[Stored data]
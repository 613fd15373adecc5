//! Terminal front end: argument handling, rendering, and raw-key input.
//!
//! All game logic lives in the library; this binary owns the screen and the
//! keyboard and feeds one command per turn into a [`GameSession`].

use std::io::{self, Write};

use clap::{ArgAction, Parser};
use crossterm::event::{self, Event, KeyCode, KeyEventKind, KeyModifiers};
use crossterm::terminal;

use twenty48::{Command, Flow, GameSession, TurnStatus};

const CONTROLS: &str = "\
Controls:
  W, Swipe up
  A, Swipe left
  S, Swipe down
  D, Swipe right
  R, Revert move
  X, Restart game
  E, Exit";

/// A 4x4 sliding-tile merge puzzle for the terminal.
#[derive(Parser, Debug)]
#[command(
    name = "twenty48",
    version,
    after_help = CONTROLS,
    disable_help_flag = true,
    disable_version_flag = true
)]
struct Args {
    /// Print this help.
    #[arg(short = 'h', short_alias = 'H', long, action = ArgAction::Help)]
    help: (),

    /// Print the version of the binary.
    #[arg(short = 'v', short_alias = 'V', long, action = ArgAction::Version)]
    version: (),
}

fn main() -> io::Result<()> {
    let _args = Args::parse();

    let mut session = GameSession::new();

    loop {
        if session.begin_turn() == TurnStatus::GameOver {
            println!("\nGame Over!");
            break;
        }

        clear_screen()?;
        print_menu();
        print!("{}", session.board());
        io::stdout().flush()?;

        let command = read_command()?;
        let confirmed = if command.needs_confirmation() {
            confirm(command)?
        } else {
            true
        };

        if session.dispatch(command, confirmed) == Flow::Quit {
            break;
        }
    }

    println!("\nThanks for playing!");
    Ok(())
}

fn clear_screen() -> io::Result<()> {
    use crossterm::cursor::MoveTo;
    use crossterm::execute;
    use crossterm::terminal::{Clear, ClearType};

    execute!(io::stdout(), Clear(ClearType::All), MoveTo(0, 0))
}

fn print_menu() {
    println!("\n\n    Swipe with  : W, A, S, D");
    println!("    Revert move : R");
    println!("    Restart game: X");
    println!("    Exit        : E");
}

/// Block until one character key press, echoing nothing.
fn read_key() -> io::Result<char> {
    terminal::enable_raw_mode()?;
    let key = wait_for_char();
    terminal::disable_raw_mode()?;
    key
}

fn wait_for_char() -> io::Result<char> {
    loop {
        if let Event::Key(key) = event::read()? {
            if key.kind != KeyEventKind::Press {
                continue;
            }
            if key.modifiers.contains(KeyModifiers::CONTROL) && key.code == KeyCode::Char('c') {
                let _ = terminal::disable_raw_mode();
                println!();
                std::process::exit(130);
            }
            if let KeyCode::Char(c) = key.code {
                return Ok(c);
            }
        }
    }
}

/// Read keys until one maps to a command. Only the first unrecognized key
/// gets an `Invalid input.` nudge.
fn read_command() -> io::Result<Command> {
    let mut warned = false;
    loop {
        if let Some(command) = Command::from_key(read_key()?) {
            return Ok(command);
        }
        if !warned {
            println!("Invalid input.");
            warned = true;
        }
    }
}

/// Ask before a destructive command. `y` confirms, `n` declines.
fn confirm(command: Command) -> io::Result<bool> {
    print!("\nAre you sure you want to {command}? Your progress will be lost [Y/N]: ");
    io::stdout().flush()?;

    let mut warned = false;
    loop {
        match read_key()?.to_ascii_lowercase() {
            'y' => {
                println!();
                return Ok(true);
            }
            'n' => {
                println!();
                return Ok(false);
            }
            _ => {
                if !warned {
                    println!("\nInvalid input.");
                    warned = true;
                }
            }
        }
    }
}
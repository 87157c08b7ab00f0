//! Single page conversion.

use std::fs;
use std::path::{Path, PathBuf};

use mdsite_markdown::{render_fragment, Fixups};

use crate::config::SiteConfig;
use crate::error::BuildError;
use crate::template::Template;

/// Converts Markdown sources into finished pages.
pub struct Converter<'a> {
    config: &'a SiteConfig,
    template: &'a Template,
    fixups: Fixups,
}

impl<'a> Converter<'a> {
    pub fn new(config: &'a SiteConfig, template: &'a Template) -> Self {
        Self {
            config,
            template,
            fixups: config.fixups(),
        }
    }

    /// Convert one source (relative to the source root) and write its page.
    ///
    /// Returns the path written. A failed write may leave a partial file
    /// behind.
    pub fn convert(&self, source: &Path) -> Result<PathBuf, BuildError> {
        tracing::info!("Converting {} to HTML", source.display());

        let destination = self.config.output_path(source);

        match self.convert_to(source, &destination) {
            Ok(()) => {
                tracing::info!("{} written!", destination.display());
                Ok(destination)
            }
            Err(e) => {
                tracing::error!("Failed to convert {} to HTML: {}", source.display(), e);
                Err(e)
            }
        }
    }

    fn convert_to(&self, source: &Path, destination: &Path) -> Result<(), BuildError> {
        let input = self.config.source_dir.join(source);
        let markdown = fs::read_to_string(&input).map_err(|e| BuildError::Read {
            path: input.clone(),
            source: e,
        })?;

        let page = self.render_page(&markdown);

        fs::write(destination, page).map_err(|e| BuildError::Write {
            path: destination.to_path_buf(),
            source: e,
        })
    }

    /// Render Markdown into a complete page.
    pub fn render_page(&self, markdown: &str) -> String {
        let fragment = render_fragment(markdown);
        let fragment = self.fixups.apply(&fragment);
        let body = self.config.head.apply(&fragment);
        self.template.render(&body)
    }
}

#[cfg(test)]
mod tests {
    use super::*;
    use pretty_assertions::assert_eq;
    use tempfile::tempdir;

    const TEMPLATE: &str = "<html><body>{{ BODY }}</body></html>";

    #[test]
    fn renders_page_without_head_marker() {
        let config = SiteConfig::default();
        let template = Template::from_string(TEMPLATE, "{{ BODY }}");
        let converter = Converter::new(&config, &template);

        assert_eq!(
            converter.render_page("# Title\n\nHello **world**."),
            "<html><body></div></div><h1>Title</h1>\n<p>Hello <strong>world</strong>.</p></body></html>"
        );
    }

    #[test]
    fn closes_head_at_marker() {
        let config = SiteConfig::default();
        let template = Template::from_string(TEMPLATE, "{{ BODY }}");
        let converter = Converter::new(&config, &template);

        let page = converter.render_page("# Site\n\n<!-- EndHead -->\n\nBody text");

        assert_eq!(
            page,
            "<html><body><h1>Site</h1>\n</div></div>\n<p>Body text</p></body></html>"
        );
        assert_eq!(page.matches("</div></div>").count(), 1);
    }

    #[test]
    fn applies_fixups_in_order() {
        let config = SiteConfig::default();
        let template = Template::from_string("{{ BODY }}", "{{ BODY }}");
        let converter = Converter::new(&config, &template);

        let page = converter.render_page("See [intro](./docs/guide/intro.html) and `code`.");

        assert_eq!(
            page,
            "</div></div><p>See <a href=\"guide/intro.html\">intro</a> and <pre>code</pre>.</p>"
        );
    }

    #[test]
    fn writes_page_to_mirrored_path() {
        let temp = tempdir().unwrap();
        let config = SiteConfig::rooted(temp.path());
        fs::create_dir_all(temp.path().join("guide")).unwrap();
        fs::create_dir_all(config.output_dir.join("guide")).unwrap();
        fs::write(temp.path().join("guide/intro.md"), "Intro").unwrap();

        let template = Template::from_string("{{ BODY }}", "{{ BODY }}");
        let written = Converter::new(&config, &template)
            .convert(Path::new("guide/intro.md"))
            .unwrap();

        assert_eq!(written, config.output_dir.join("guide/intro.html"));
        assert_eq!(
            fs::read_to_string(&written).unwrap(),
            "</div></div><p>Intro</p>"
        );
    }

    #[test]
    fn missing_source_is_a_read_error() {
        let temp = tempdir().unwrap();
        let config = SiteConfig::rooted(temp.path());
        let template = Template::from_string("{{ BODY }}", "{{ BODY }}");

        let result = Converter::new(&config, &template).convert(Path::new("gone.md"));

        assert!(matches!(result, Err(BuildError::Read { .. })));
    }

    #[test]
    fn invalid_utf8_is_a_read_error() {
        let temp = tempdir().unwrap();
        let config = SiteConfig::rooted(temp.path());
        fs::write(temp.path().join("bad.md"), [0xffu8, 0xfe, 0x00]).unwrap();
        let template = Template::from_string("{{ BODY }}", "{{ BODY }}");

        let result = Converter::new(&config, &template).convert(Path::new("bad.md"));

        assert!(matches!(result, Err(BuildError::Read { .. })));
    }

    #[test]
    fn missing_output_directory_is_a_write_error() {
        let temp = tempdir().unwrap();
        let config = SiteConfig::rooted(temp.path());
        fs::write(temp.path().join("page.md"), "text").unwrap();
        let template = Template::from_string("{{ BODY }}", "{{ BODY }}");

        let result = Converter::new(&config, &template).convert(Path::new("page.md"));

        assert!(matches!(result, Err(BuildError::Write { .. })));
    }
}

▶ [WHAT IS EXPECTED] The lines to set down, exactly and with both ends included, run from the one containing "[0xffu8, 0xfe, 0x00]).unwrap();" to the last line of the data above.

▶ [EXERCISE ANSWER]
        fs::write(temp.path().join("bad.md"), [0xffu8, 0xfe, 0x00]).unwrap();
        let template = Template::from_string("{{ BODY }}", "{{ BODY }}");

        let result = Converter::new(&config, &template).convert(Path::new("bad.md"));

        assert!(matches!(result, Err(BuildError::Read { .. })));
    }

    #[test]
    fn missing_output_directory_is_a_write_error() {
        let temp = tempdir().unwrap();
        let config = SiteConfig::rooted(temp.path());
        fs::write(temp.path().join("page.md"), "text").unwrap();
        let template = Template::from_string("{{ BODY }}", "{{ BODY }}");

        let result = Converter::new(&config, &template).convert(Path::new("page.md"));

        assert!(matches!(result, Err(BuildError::Write { .. })));
    }
}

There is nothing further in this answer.